**AVAILABLE DATA**
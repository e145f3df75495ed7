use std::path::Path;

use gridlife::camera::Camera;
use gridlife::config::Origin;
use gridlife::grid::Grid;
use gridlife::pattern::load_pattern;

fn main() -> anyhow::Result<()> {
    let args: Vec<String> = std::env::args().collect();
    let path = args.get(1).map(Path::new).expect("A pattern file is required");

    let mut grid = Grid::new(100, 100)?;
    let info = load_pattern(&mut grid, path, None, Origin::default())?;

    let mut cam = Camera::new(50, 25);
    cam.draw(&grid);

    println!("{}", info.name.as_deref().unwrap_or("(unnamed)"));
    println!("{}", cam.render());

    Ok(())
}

...

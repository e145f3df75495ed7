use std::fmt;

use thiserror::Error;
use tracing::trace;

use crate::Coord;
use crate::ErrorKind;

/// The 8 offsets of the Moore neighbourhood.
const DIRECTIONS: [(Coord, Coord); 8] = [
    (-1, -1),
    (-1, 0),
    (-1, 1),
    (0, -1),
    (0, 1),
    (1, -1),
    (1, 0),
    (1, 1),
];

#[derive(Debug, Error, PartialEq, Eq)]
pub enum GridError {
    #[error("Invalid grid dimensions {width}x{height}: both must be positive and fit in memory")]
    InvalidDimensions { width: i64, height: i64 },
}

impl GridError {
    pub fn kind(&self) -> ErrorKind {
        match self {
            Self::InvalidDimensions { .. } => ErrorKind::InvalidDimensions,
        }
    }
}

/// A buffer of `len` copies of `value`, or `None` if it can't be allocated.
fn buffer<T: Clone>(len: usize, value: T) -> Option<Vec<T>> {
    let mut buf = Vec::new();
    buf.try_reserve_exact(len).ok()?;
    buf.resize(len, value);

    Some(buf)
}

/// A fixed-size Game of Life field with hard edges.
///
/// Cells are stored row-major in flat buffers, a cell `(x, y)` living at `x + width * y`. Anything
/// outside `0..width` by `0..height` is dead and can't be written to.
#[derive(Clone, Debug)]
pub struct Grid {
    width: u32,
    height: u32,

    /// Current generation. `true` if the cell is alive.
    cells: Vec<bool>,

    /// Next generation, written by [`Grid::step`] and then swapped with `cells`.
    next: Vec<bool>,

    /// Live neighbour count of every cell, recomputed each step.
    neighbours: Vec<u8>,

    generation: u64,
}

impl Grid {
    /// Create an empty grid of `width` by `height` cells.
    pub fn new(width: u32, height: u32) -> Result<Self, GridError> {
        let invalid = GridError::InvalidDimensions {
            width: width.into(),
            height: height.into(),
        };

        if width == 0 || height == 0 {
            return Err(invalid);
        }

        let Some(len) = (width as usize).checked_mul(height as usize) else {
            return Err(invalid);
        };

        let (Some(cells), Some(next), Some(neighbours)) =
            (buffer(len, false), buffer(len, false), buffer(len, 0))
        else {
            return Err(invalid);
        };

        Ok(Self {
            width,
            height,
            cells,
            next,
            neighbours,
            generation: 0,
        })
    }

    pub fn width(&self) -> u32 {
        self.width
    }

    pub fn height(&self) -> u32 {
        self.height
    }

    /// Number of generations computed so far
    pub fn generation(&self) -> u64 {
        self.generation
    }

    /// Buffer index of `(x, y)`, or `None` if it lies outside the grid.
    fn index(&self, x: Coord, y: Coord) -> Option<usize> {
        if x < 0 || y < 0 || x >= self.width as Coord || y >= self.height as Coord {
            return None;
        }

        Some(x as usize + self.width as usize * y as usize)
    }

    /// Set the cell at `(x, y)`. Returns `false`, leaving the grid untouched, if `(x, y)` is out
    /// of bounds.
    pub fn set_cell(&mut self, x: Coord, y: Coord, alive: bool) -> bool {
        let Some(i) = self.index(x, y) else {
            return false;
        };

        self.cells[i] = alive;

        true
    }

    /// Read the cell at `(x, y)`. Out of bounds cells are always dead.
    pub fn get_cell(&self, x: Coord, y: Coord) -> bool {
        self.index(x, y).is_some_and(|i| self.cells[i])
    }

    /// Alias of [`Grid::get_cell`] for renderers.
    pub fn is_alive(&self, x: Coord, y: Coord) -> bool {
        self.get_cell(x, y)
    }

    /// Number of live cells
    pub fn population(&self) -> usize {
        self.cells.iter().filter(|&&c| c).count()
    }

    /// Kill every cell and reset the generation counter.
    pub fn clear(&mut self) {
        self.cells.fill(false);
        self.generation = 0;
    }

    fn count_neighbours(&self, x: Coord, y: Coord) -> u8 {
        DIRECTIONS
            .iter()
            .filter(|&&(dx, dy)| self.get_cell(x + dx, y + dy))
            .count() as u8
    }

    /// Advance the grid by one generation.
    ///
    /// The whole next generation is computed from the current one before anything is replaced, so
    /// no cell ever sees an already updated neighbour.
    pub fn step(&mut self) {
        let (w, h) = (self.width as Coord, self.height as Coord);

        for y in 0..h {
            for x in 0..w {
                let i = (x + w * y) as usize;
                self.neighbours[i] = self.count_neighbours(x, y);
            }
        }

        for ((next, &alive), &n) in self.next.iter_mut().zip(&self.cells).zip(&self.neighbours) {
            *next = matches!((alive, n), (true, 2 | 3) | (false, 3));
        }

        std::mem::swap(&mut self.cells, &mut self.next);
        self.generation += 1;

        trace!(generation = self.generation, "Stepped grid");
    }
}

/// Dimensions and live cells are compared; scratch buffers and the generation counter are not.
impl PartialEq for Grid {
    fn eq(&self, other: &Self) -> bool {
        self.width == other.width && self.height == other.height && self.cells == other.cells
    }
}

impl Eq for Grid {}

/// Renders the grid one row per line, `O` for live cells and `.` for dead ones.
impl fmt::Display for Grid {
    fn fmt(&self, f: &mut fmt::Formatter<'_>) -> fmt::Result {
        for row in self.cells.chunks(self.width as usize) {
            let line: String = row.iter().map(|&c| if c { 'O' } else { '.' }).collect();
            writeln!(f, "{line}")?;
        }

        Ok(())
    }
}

**REQUIRED WORK**
In the listing, find each line with the string "Result" and copy it.

**TASK OUTPUT**
fn main() -> anyhow::Result<()> {
    pub fn new(width: u32, height: u32) -> Result<Self, GridError> {
    fn fmt(&self, f: &mut fmt::Formatter<'_>) -> fmt::Result {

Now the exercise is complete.